Stored data entries

//! Semantic layer - turning renderer output into frame events

pub mod lines;
pub mod parser;

pub use lines::LineAssembler;
pub use parser::{classify, OutputEvent, OutputParser};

— Problem to work on —
Single out each line of the records above with the string "lines" in it, and copy it.

— Solution to the problem —
pub mod lines;
pub use lines::LineAssembler;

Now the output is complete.